In spite of deficits in democracy and widespread corruption, Ghana has been on a politically stable trajectory since the launch of political reforms in 1991/92. Free and fair elections have been carried out on a regular basis since 1992. Both elections as well as changes in government have been peaceful so far. This development stands in stark contrast to developments in the rest of West Africa, which have been marked by coup d’états, violent conflict and political violence. Ghana's political development has until recently been buttressed by strong economic development, one-sidedly fueled by revenue from natural resources. Plummeting international oil and gold prices have removed considerable momentum from Ghana's economic upswing, however. In 2014 the government approached the International Monetary Fund (IMF) seeking support for a reduction in the government debt. At the same time, unequal distribution of revenue has been on the rise, with only a small elite profiting from the country's new prosperity. In statistical terms, poverty is decreasing, but a majority of the population continues to live in poverty.

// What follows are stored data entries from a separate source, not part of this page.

// SPDX-FileCopyrightText: 2026 Quarry Contributors
// SPDX-License-Identifier: MIT OR Apache-2.0

//! The audit record written for every resolution attempt.

use chrono::{DateTime, Utc};
use quarry_core::{CallerContext, ErrorKind, ProviderKind, RequestMeta};
use serde::{Deserialize, Serialize};

/// One immutable record of a single resolution attempt.
#[derive(Debug, Clone, PartialEq, Serialize, Deserialize)]
#[serde(rename_all = "camelCase")]
pub struct AuditLogEntry {
    pub request_id: String,
    pub timestamp: DateTime<Utc>,
    pub user_id: String,
    pub user_role: String,
    pub question: String,
    pub template_used: Option<String>,
    pub llm_used: bool,
    pub llm_provider: Option<ProviderKind>,
    pub cached: bool,
    pub execution_time_ms: u64,
    pub row_count: usize,
    pub has_error: bool,
    #[serde(default, skip_serializing_if = "Option::is_none")]
    pub error_kind: Option<ErrorKind>,
    pub error_message: Option<String>,
    pub access_denied: bool,
    pub ip_address: Option<String>,
    pub user_agent: Option<String>,
    pub conversation_id: Option<String>,
}

/// What is known about a request at the point it is audited.
#[derive(Debug, Clone, Default)]
pub struct AuditContext {
    pub request_id: String,
    pub user_id: String,
    pub user_role: String,
    pub question: String,
    pub template_used: Option<String>,
    pub llm_provider: Option<ProviderKind>,
    pub execution_time_ms: u64,
    pub meta: RequestMeta,
}

impl AuditContext {
    pub fn new(
        request_id: impl Into<String>,
        caller: &CallerContext,
        question: impl Into<String>,
        meta: &RequestMeta,
    ) -> Self {
        Self {
            request_id: request_id.into(),
            user_id: caller.user_id.clone(),
            user_role: caller.display_role().to_string(),
            question: question.into(),
            meta: meta.clone(),
            ..Self::default()
        }
    }

    fn base(&self) -> AuditLogEntry {
        AuditLogEntry {
            request_id: self.request_id.clone(),
            timestamp: Utc::now(),
            user_id: self.user_id.clone(),
            user_role: self.user_role.clone(),
            question: self.question.clone(),
            template_used: self.template_used.clone(),
            llm_used: self.llm_provider.is_some(),
            llm_provider: self.llm_provider,
            cached: false,
            execution_time_ms: self.execution_time_ms,
            row_count: 0,
            has_error: false,
            error_kind: None,
            error_message: None,
            access_denied: false,
            ip_address: self.meta.ip_address.clone(),
            user_agent: self.meta.user_agent.clone(),
            conversation_id: self.meta.conversation_id.clone(),
        }
    }
}

impl AuditLogEntry {
    pub fn success(ctx: &AuditContext, row_count: usize, cached: bool) -> Self {
        Self {
            row_count,
            cached,
            ..ctx.base()
        }
    }

    /// A failed attempt. `message` is redacted when the entry is recorded.
    pub fn error(ctx: &AuditContext, kind: Option<ErrorKind>, message: impl Into<String>) -> Self {
        Self {
            has_error: true,
            error_kind: kind,
            error_message: Some(message.into()),
            ..ctx.base()
        }
    }

    /// A refused attempt. Only the coarse reason is kept.
    pub fn access_denied(ctx: &AuditContext, reason: impl Into<String>) -> Self {
        Self {
            access_denied: true,
            error_kind: Some(ErrorKind::AccessDenied),
            error_message: Some(reason.into()),
            llm_used: false,
            llm_provider: None,
            ..ctx.base()
        }
    }

    /// Outcome label used by the console sink.
    pub fn outcome(&self) -> &'static str {
        if self.has_error {
            "error"
        } else if self.access_denied {
            "denied"
        } else if self.cached {
            "cached"
        } else {
            "ok"
        }
    }
}

#[cfg(test)]
mod tests {
    use super::*;

    fn ctx() -> AuditContext {
        let meta = RequestMeta {
            ip_address: Some("10.0.0.1".into()),
            conversation_id: Some("conv-1".into()),
            ..Default::default()
        };
        let mut ctx = AuditContext::new(
            "req-1",
            &CallerContext::new("u1").with_role("SME"),
            "Show me all products",
            &meta,
        );
        ctx.template_used = Some("list_products".into());
        ctx
    }

    #[test]
    fn serializes_camel_case() {
        let value = serde_json::to_value(AuditLogEntry::success(&ctx(), 3, false)).unwrap();
        assert_eq!(value["requestId"], "req-1");
        assert_eq!(value["userRole"], "SME");
        assert_eq!(value["templateUsed"], "list_products");
        assert_eq!(value["llmUsed"], false);
        assert_eq!(value["rowCount"], 3);
        assert_eq!(value["ipAddress"], "10.0.0.1");
        assert_eq!(value["conversationId"], "conv-1");
        assert!(value.get("errorKind").is_none());
    }

    #[test]
    fn provider_marks_llm_used() {
        let mut c = ctx();
        c.llm_provider = Some(ProviderKind::Mock);
        let entry = AuditLogEntry::success(&c, 1, false);
        assert!(entry.llm_used);
        assert_eq!(
            serde_json::to_value(&entry).unwrap()["llmProvider"],
            "mock"
        );
    }

    #[test]
    fn denial_clears_provider_and_flags() {
        let mut c = ctx();
        c.llm_provider = Some(ProviderKind::OpenAi);
        let entry = AuditLogEntry::access_denied(&c, "No product access");
        assert!(entry.access_denied);
        assert!(!entry.has_error);
        assert!(!entry.llm_used);
        assert_eq!(entry.outcome(), "denied");
    }
}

To be able to continue on its successful path from the past once again, the Friedrich-Ebert-Stiftung (FES) is working to have greater controls exercised on the executive branch. It is to this end that the FES is cooperating with the Parliament and supporting political participation by young adults and women. The Social Democratic dialogue that the FES is carrying on with the opposition party - the National Democratic Congress (NDC) - is also intended to contribute to this. One of the main challenges in the future will be development of a sustainable and social economy that is in a position to raise broad strata of the population out of poverty. Closely associated with this is transparent use of revenue from natural resources. It is with this in mind that the FES is working with ministries, trade unions and civil society organisations on concepts for structural transformation of the Ghanaian economy. The FES furthermore works with partners on the ground in the area of security policy.
The FES has been in Ghana since 1969. It left the country in 1981 in the wake of a military coup d’état, only returning in 1988.